**Try it**: Using the records provided below, locate and copy each line that contains the word "Shorthand".

**The data**:
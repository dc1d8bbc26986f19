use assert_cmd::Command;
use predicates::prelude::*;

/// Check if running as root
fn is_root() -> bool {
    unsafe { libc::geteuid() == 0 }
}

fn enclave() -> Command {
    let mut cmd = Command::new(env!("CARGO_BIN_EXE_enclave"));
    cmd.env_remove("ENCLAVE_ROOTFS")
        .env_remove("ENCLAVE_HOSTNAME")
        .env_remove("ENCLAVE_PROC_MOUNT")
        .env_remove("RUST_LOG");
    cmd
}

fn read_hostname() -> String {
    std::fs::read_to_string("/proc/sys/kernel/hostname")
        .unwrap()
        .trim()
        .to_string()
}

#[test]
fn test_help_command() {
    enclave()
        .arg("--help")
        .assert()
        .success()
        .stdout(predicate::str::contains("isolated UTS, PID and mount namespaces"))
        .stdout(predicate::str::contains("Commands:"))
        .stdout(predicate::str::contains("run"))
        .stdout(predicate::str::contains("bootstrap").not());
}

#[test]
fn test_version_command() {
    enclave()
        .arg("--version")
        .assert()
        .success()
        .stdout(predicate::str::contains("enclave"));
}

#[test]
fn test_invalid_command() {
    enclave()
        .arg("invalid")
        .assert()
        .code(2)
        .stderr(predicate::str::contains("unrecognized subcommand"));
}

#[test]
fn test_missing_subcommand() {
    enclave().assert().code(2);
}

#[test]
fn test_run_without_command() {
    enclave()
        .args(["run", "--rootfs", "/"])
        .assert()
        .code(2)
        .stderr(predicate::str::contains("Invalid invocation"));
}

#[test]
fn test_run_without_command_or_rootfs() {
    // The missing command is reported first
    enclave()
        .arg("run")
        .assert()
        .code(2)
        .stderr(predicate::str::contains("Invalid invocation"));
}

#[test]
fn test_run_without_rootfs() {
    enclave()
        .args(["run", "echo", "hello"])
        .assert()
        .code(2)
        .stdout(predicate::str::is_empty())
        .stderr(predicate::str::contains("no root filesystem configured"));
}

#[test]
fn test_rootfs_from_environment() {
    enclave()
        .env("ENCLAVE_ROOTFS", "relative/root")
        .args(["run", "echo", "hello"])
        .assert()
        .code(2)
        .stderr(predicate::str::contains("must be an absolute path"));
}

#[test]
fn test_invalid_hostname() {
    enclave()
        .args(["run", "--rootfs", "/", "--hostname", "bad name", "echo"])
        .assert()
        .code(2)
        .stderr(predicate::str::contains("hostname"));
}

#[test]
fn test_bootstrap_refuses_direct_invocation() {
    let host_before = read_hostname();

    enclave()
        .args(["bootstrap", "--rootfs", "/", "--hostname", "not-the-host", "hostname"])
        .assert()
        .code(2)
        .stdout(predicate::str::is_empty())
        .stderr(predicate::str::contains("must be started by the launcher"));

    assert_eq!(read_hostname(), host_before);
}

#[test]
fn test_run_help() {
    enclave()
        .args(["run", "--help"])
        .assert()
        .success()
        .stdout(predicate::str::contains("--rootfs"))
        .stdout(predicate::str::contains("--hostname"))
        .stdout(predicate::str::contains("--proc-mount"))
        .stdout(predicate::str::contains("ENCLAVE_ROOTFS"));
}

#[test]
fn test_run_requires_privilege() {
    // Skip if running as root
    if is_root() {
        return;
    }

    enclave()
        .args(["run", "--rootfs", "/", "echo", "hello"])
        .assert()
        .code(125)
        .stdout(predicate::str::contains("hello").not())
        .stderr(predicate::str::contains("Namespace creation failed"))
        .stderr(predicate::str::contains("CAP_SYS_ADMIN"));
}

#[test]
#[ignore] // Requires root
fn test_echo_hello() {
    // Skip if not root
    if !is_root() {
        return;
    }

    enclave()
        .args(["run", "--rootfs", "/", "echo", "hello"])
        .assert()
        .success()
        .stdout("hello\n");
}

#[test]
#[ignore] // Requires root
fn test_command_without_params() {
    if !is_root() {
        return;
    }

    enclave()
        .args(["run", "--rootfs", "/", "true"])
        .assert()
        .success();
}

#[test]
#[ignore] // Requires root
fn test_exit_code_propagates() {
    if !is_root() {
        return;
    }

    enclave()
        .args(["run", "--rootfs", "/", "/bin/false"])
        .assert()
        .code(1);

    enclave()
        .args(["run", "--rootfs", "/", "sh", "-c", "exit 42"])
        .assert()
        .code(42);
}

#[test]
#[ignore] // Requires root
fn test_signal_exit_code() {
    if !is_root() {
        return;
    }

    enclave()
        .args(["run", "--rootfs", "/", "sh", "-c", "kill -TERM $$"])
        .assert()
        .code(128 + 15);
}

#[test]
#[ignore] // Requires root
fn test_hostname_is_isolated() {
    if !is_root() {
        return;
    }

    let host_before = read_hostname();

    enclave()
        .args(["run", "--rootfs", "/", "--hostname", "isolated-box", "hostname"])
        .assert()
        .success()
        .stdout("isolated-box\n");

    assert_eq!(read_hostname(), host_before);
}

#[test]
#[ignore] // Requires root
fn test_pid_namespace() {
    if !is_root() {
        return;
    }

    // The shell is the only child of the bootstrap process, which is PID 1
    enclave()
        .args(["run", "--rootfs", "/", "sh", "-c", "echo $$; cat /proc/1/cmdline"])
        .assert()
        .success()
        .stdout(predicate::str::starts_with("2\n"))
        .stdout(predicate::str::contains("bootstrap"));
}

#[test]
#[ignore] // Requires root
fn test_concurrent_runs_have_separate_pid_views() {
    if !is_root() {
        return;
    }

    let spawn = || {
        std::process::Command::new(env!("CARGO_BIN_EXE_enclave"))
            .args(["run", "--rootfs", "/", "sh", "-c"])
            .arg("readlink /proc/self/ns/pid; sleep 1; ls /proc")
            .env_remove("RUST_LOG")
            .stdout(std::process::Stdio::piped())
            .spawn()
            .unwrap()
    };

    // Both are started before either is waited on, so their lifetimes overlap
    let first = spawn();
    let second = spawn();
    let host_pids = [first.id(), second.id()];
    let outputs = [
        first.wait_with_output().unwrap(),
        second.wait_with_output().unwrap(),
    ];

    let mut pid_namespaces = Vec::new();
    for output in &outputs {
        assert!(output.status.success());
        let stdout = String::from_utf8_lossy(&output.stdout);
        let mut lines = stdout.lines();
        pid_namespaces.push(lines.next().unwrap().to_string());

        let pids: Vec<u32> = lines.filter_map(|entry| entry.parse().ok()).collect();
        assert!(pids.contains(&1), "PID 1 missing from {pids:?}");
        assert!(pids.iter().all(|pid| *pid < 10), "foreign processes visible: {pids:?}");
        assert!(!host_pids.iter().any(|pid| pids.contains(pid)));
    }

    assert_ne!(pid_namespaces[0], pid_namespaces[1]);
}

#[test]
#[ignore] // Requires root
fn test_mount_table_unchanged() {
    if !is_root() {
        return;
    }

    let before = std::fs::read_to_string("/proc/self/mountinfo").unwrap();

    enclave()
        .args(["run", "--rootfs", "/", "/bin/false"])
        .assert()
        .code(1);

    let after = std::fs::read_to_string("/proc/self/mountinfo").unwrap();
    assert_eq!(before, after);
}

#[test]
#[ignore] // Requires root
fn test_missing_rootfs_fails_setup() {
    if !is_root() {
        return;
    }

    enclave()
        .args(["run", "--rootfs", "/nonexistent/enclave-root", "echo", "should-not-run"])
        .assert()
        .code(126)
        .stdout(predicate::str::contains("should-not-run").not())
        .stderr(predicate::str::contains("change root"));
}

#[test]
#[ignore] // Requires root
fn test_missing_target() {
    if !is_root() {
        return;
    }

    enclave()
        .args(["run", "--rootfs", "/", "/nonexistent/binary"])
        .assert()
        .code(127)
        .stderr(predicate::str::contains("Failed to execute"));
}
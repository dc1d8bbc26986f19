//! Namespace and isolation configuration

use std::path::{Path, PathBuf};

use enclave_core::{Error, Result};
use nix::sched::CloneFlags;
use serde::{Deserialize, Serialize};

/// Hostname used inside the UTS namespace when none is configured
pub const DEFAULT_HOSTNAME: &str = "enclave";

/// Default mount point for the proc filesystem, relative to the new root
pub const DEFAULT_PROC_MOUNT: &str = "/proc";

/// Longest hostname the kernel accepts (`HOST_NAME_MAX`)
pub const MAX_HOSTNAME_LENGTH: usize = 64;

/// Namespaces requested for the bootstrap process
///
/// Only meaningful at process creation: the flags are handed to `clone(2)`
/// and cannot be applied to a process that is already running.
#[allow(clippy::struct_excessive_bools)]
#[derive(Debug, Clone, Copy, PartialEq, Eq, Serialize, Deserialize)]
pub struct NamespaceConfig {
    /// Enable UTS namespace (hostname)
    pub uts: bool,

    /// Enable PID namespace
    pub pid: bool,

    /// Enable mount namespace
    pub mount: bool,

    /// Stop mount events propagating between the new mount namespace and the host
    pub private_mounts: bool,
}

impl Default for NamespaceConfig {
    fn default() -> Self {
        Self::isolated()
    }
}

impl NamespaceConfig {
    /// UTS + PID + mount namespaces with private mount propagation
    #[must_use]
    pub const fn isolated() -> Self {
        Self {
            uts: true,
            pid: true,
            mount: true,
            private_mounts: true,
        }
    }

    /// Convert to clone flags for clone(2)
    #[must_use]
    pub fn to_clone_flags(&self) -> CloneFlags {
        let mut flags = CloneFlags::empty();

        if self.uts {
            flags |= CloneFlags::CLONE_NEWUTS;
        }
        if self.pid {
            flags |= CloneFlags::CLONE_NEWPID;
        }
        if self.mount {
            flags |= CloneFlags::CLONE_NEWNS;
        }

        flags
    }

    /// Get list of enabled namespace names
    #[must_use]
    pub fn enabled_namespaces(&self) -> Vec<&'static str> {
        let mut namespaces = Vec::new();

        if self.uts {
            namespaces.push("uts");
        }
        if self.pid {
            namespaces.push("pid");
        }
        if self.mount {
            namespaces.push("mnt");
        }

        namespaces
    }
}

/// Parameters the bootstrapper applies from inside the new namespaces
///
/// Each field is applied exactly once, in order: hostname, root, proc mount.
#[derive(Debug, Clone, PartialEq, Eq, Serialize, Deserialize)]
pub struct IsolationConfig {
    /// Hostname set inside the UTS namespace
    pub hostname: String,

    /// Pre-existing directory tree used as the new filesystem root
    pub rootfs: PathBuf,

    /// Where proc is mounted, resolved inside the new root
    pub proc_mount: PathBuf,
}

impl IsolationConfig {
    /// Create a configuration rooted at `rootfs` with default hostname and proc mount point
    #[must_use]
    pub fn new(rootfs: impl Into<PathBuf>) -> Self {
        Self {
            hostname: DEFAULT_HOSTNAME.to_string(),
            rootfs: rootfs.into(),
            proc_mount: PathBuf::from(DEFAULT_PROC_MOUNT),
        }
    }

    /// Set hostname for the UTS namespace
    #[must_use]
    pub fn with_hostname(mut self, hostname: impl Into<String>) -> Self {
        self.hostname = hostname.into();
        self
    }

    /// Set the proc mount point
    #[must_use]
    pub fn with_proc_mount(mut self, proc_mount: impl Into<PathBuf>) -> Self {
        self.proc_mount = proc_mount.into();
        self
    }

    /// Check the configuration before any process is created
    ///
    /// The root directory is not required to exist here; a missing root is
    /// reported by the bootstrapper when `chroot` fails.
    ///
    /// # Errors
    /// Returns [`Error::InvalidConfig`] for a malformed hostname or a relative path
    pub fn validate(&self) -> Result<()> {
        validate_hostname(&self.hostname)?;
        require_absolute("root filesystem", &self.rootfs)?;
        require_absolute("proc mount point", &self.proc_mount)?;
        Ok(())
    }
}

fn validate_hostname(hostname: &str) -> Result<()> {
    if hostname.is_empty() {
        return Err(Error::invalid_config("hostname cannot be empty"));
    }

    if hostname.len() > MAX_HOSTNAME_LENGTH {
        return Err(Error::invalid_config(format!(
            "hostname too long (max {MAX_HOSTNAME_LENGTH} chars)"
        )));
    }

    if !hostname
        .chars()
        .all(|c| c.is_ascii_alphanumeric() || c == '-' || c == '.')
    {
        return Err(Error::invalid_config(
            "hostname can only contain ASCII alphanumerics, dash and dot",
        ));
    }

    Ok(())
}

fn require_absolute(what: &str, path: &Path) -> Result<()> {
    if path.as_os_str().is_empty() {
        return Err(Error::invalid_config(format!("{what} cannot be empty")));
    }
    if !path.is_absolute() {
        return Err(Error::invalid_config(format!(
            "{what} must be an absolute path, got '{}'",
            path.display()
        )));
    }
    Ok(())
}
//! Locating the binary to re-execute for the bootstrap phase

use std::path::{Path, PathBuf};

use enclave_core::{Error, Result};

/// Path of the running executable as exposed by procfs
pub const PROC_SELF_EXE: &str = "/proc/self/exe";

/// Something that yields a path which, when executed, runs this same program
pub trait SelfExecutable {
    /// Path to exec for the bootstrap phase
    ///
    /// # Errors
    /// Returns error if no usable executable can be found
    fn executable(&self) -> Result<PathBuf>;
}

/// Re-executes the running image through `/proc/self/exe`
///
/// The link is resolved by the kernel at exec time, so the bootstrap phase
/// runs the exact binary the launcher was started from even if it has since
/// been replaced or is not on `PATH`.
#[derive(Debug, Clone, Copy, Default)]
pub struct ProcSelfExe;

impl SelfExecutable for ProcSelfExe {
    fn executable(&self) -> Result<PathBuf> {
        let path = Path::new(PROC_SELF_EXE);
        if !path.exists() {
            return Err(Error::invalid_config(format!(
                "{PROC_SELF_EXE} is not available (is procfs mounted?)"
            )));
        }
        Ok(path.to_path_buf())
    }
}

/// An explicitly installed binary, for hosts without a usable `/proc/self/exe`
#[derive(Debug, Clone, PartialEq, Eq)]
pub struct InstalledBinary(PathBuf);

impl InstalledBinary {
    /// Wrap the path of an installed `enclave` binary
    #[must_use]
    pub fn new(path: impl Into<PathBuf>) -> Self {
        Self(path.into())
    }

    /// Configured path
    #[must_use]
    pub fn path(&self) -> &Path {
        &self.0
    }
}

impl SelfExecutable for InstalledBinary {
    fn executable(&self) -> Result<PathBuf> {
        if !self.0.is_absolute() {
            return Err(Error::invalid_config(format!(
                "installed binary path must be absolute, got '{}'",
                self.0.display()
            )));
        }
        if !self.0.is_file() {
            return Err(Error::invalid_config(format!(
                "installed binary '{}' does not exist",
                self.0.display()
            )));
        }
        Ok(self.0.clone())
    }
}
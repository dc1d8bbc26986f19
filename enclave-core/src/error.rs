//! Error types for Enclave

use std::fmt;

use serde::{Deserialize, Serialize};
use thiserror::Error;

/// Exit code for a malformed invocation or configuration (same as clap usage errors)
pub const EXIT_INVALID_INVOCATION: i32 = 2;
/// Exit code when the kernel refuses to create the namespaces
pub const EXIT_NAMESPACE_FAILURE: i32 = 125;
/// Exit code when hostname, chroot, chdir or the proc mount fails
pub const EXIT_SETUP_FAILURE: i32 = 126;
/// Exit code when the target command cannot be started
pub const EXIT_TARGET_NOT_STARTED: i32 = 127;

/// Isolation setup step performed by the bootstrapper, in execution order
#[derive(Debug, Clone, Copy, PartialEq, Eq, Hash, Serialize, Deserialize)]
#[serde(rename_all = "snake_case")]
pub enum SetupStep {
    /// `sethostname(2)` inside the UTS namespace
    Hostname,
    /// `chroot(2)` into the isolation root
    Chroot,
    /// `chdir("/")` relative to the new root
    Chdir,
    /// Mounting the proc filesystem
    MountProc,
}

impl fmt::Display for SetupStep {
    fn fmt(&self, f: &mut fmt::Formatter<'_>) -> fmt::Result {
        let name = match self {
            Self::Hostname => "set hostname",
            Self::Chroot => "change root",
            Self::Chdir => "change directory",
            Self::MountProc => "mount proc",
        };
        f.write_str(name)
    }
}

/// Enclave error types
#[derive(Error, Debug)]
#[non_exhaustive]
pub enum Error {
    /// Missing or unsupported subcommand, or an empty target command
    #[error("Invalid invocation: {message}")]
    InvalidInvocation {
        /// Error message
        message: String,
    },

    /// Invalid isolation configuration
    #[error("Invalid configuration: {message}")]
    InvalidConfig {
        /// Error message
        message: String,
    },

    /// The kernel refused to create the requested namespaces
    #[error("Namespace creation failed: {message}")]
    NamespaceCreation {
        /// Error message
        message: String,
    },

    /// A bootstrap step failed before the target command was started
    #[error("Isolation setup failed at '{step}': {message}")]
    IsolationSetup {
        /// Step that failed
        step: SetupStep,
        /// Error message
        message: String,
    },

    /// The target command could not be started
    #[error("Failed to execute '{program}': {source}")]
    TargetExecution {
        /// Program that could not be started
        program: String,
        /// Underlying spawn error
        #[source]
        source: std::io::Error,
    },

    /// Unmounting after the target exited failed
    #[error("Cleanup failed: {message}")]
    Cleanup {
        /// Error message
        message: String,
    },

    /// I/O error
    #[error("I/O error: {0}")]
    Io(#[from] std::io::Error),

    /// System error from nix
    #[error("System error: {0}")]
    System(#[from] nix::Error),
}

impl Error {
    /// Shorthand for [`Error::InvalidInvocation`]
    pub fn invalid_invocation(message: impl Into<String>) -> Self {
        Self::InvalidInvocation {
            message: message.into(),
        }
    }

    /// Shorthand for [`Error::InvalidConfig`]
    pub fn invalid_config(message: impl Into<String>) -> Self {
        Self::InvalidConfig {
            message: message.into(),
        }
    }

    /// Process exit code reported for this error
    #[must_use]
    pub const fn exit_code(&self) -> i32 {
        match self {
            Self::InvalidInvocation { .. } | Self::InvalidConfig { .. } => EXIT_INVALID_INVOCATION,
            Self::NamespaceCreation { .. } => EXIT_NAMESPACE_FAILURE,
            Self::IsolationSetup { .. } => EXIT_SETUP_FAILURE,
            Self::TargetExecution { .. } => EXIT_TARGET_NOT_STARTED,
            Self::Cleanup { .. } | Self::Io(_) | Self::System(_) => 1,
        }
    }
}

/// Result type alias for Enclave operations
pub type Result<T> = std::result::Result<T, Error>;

**Answer for the task**:
    /// Shorthand for [`Error::InvalidInvocation`]
    /// Shorthand for [`Error::InvalidConfig`]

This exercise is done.